The plot of many disaster films involves tracking down Patient Zero. In 12 Monkeys, nearly all 131 minutes of the movie involves Bruce Willis in a race against time to uncover the origins of a devastating apocalyptic plague. In reality, Patient Zero is important for controlling the outbreak. These individuals give doctors clues to how and when outbreaks start, and also help them understand how the virus spreads or whether it’s mutated. Tracking down the first Ebola victims, for example, helped to confirm the idea that the virus’s transmission occurred from handling the dead bodies, Live Science reported. This finding then helped to prevent countless new cases of the disease. However, unlike how it’s depicted in Outbreak, finding Patient Zero is not exactly an action-filled adventure. Rather, it’s often a tedious process.

“We call it shoe-leather epidemiology. Health care workers go out in the field and wear holes in their shoes, figuratively speaking, going from case to case,” Dr. William Schaffner, a professor of preventive medicine and infectious diseases at Vanderbilt University Center in Nashville, Tenn., told LiveScience, helping to illustrate the painstaking nature of the work.

Along with Patient Zero, another popular theme in outbreak movies is a lone person who possesses a unique immunity to the deadly effects of the virus and is therefore key to saving humanity (think 28 Days Later and World War Z ).

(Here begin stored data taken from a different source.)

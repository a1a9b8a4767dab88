//! Merge tests
//!
//! End-to-end merges over small fixture worlds:
//! - Official exports (positional parameter ids, slot translation)
//! - Legacy exports (rebuilt parameter ids, constructor side-table)
//! - Whole-merge properties (determinism, empty tables, doc shapes)

mod tests_behavior;
mod tests_legacy;
mod tests_official;
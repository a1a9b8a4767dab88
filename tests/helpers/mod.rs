//! Shared test helpers.

#![allow(dead_code)]

pub mod fixtures;
pub mod table_assertions;
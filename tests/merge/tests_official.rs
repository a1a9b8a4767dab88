//! Merges against an official export: positional parameter ids and
//! placeholder class names.

use namebridge::export::TableKind;
use namebridge::merge::merge;

use crate::helpers::fixtures::official_inputs;
use crate::helpers::table_assertions::{assert_no_row, csv_text, get_row, rows};

#[test]
fn test_documented_package_is_emitted() {
    let tables = merge(&official_inputs());
    assert_eq!(
        rows(&tables.packages),
        [("net.example", "net.example", "Example package.")]
    );
}

#[test]
fn test_class_rows_use_readable_name_for_placeholders() {
    let tables = merge(&official_inputs());
    assert_eq!(
        rows(&tables.classes),
        [("net.example.Foo", "net.example.Foo", "A foo.\\nSecond line.")]
    );
}

#[test]
fn test_fields() {
    let tables = merge(&official_inputs());
    assert_eq!(
        rows(&tables.fields),
        [("f_10_", "count", "How many."), ("f_11_", "label", "")]
    );
}

#[test]
fn test_methods() {
    let tables = merge(&official_inputs());
    assert_eq!(
        rows(&tables.methods),
        [
            ("m_20_", "doThing", "does a thing"),
            ("m_21_", "apply", "\\n@param duration In ticks."),
            ("m_22_", "accept", ""),
            ("m_23_", "size", ""),
            ("net.example.Bar#name", "name", "The name."),
        ]
    );
}

#[test]
fn test_parameters_follow_slot_translation() {
    let tables = merge(&official_inputs());
    assert_eq!(
        rows(&tables.parameters),
        [
            ("p_21_0_", "amount", ""),
            ("p_21_1_", "duration", ""),
            ("p_21_2_", "label", ""),
            ("p_22_0_", "bar", ""),
            ("p_24_0_", "initial", ""),
        ]
    );
}

#[test]
fn test_count_mismatch_skips_parameters_and_their_docs() {
    let tables = merge(&official_inputs());
    assert_eq!(get_row(&tables.methods, "m_23_").desc, "");
    assert!(rows(&tables.parameters).iter().all(|(_, name, _)| *name != "ghost"));
}

#[test]
fn test_undocumented_constructor_has_no_method_row() {
    let tables = merge(&official_inputs());
    assert_no_row(&tables.methods, "<init>");
    assert_no_row(&tables.methods, "net.example.Foo#<init>");
}

#[test]
fn test_methods_csv() {
    let tables = merge(&official_inputs());
    assert_eq!(
        csv_text(&tables, TableKind::Methods),
        "searge,name,desc\n\
         m_20_,doThing,does a thing\n\
         m_21_,apply,\\n@param duration In ticks.\n\
         m_22_,accept,\n\
         m_23_,size,\n\
         net.example.Bar#name,name,The name.\n"
    );
}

In reality, this is a popular tactic used by researchers and drug developers. For example, some of the most promising HIV functional cures and vaccines are those that mirror the genetic makeup of those who remain unaffected by the disease due to a fortuitous mutation. However, what Hollywood movies get wrong is timing. Cures and vaccines take decades of research to develop and are almost never created in the midst of outbreak hysteria.

Sick People Don’t Always Die

In outbreak movies, becoming infected with a disease is nearly an automatic death sentence.The few that make a miraculous recovery hold the “key” to saving the rest of humanity. In reality, even the deadliest diseases don’t have mortality rates as high as those in the movies. The World Health Organization puts the Ebola’s mortality rate at around 50 percent, a number that can vary considerably between outbreaks but still illustrates that there’s hope for recovery. H1N1, also known as the swine flu may have made headlines during the 2009 pandemic, but Reuters reported that the death rate from the disease was only around 0.02 percent. Hollywood likes to leave out the fact that our bodies’ immune systems are relatively capable of fighting off most infections and diseases. Add medicine and modern health care into the equation and you’re even less likely to die from a pathogen or virus.

Toward the end of the Ebola outbreak in West Africa, Bill Gates predicted that, in the future, widespread epidemics, “far worse than Ebola,” would lead to the deaths of millions. Although, epidemics are a sad but true part of human history, they rarely turn into pandemics, which affect every part of the world. And even when they do turn into pandemics, like HIV/AIDS did, they still don’t infect everyone. In the Pacific island of Samoa, only HIV has only ever been recorded 23 times, according to UNAids — the island’s population is 190,000.

Disease and the collapsing of civilizations often go hand-in-hand, but many real-life examples of actual epidemics have shown that humanity fares much better than Hollywood gives it credit for. During the 14th century, the Black Death, one of the deadliest pandemics in history, caused by the plague, wiped out as much as half of Europe’s population in only four years. The Spanish flu, meanwhile, killed up to 25 million people in its first 25 weeks. Although these historic events were filled with panic and hysteria, life went on, and it’s likely to continue moving forward regardless of any future events.